[Stored items]

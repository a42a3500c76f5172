use std::time::Duration;

use async_trait::async_trait;

use crate::error::StoreError;

/// Defines the contract for one independent lock store instance.
///
/// Every operation must be atomic on the instance for the whole resource
/// set, and must fail fast rather than block: the coordinator also wraps
/// each call in a timeout, but a backend that hangs holds a task hostage
/// until then. `Ok(false)` means "definitely not applied"; `Err` means
/// "unknown".
#[async_trait]
pub trait LockStore: Send + Sync {
    /// Set every key in `resources` to `token` with expiry `ttl`, only if
    /// none of them exists. Returns `true` iff this call created them.
    async fn try_acquire(
        &self,
        resources: &[String],
        token: &str,
        ttl: Duration,
    ) -> Result<bool, StoreError>;

    /// Delete each key in `resources` whose value equals `token`.
    /// Returns `true` iff at least one key was deleted. An absent key or a
    /// foreign token is `Ok(false)`, never an error.
    async fn try_release(&self, resources: &[String], token: &str) -> Result<bool, StoreError>;

    /// Reset the expiry of every key to `ttl`, only if all of them
    /// currently hold `token`.
    async fn try_extend(
        &self,
        resources: &[String],
        token: &str,
        ttl: Duration,
    ) -> Result<bool, StoreError>;

    /// Short human-readable label for logs ("redis://10.0.0.1:6379/0").
    fn describe(&self) -> String;
}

• Exercise objective: Keeping every word in place, restate the entries above.

• Problem solution:
repository a42a3500c76f5172
use std::time::Duration;

use async_trait::async_trait;

use crate::error::StoreError;

/// Defines the contract for one independent lock store instance.
///
/// Every operation must be atomic on the instance for the whole resource
/// set, and must fail fast rather than block: the coordinator also wraps
/// each call in a timeout, but a backend that hangs holds a task hostage
/// until then. `Ok(false)` means "definitely not applied"; `Err` means
/// "unknown".
#[async_trait]
pub trait LockStore: Send + Sync {
    /// Set every key in `resources` to `token` with expiry `ttl`, only if
    /// none of them exists. Returns `true` iff this call created them.
    async fn try_acquire(
        &self,
        resources: &[String],
        token: &str,
        ttl: Duration,
    ) -> Result<bool, StoreError>;

    /// Delete each key in `resources` whose value equals `token`.
    /// Returns `true` iff at least one key was deleted. An absent key or a
    /// foreign token is `Ok(false)`, never an error.
    async fn try_release(&self, resources: &[String], token: &str) -> Result<bool, StoreError>;

    /// Reset the expiry of every key to `ttl`, only if all of them
    /// currently hold `token`.
    async fn try_extend(
        &self,
        resources: &[String],
        token: &str,
        ttl: Duration,
    ) -> Result<bool, StoreError>;

    /// Short human-readable label for logs ("redis://10.0.0.1:6379/0").
    fn describe(&self) -> String;
}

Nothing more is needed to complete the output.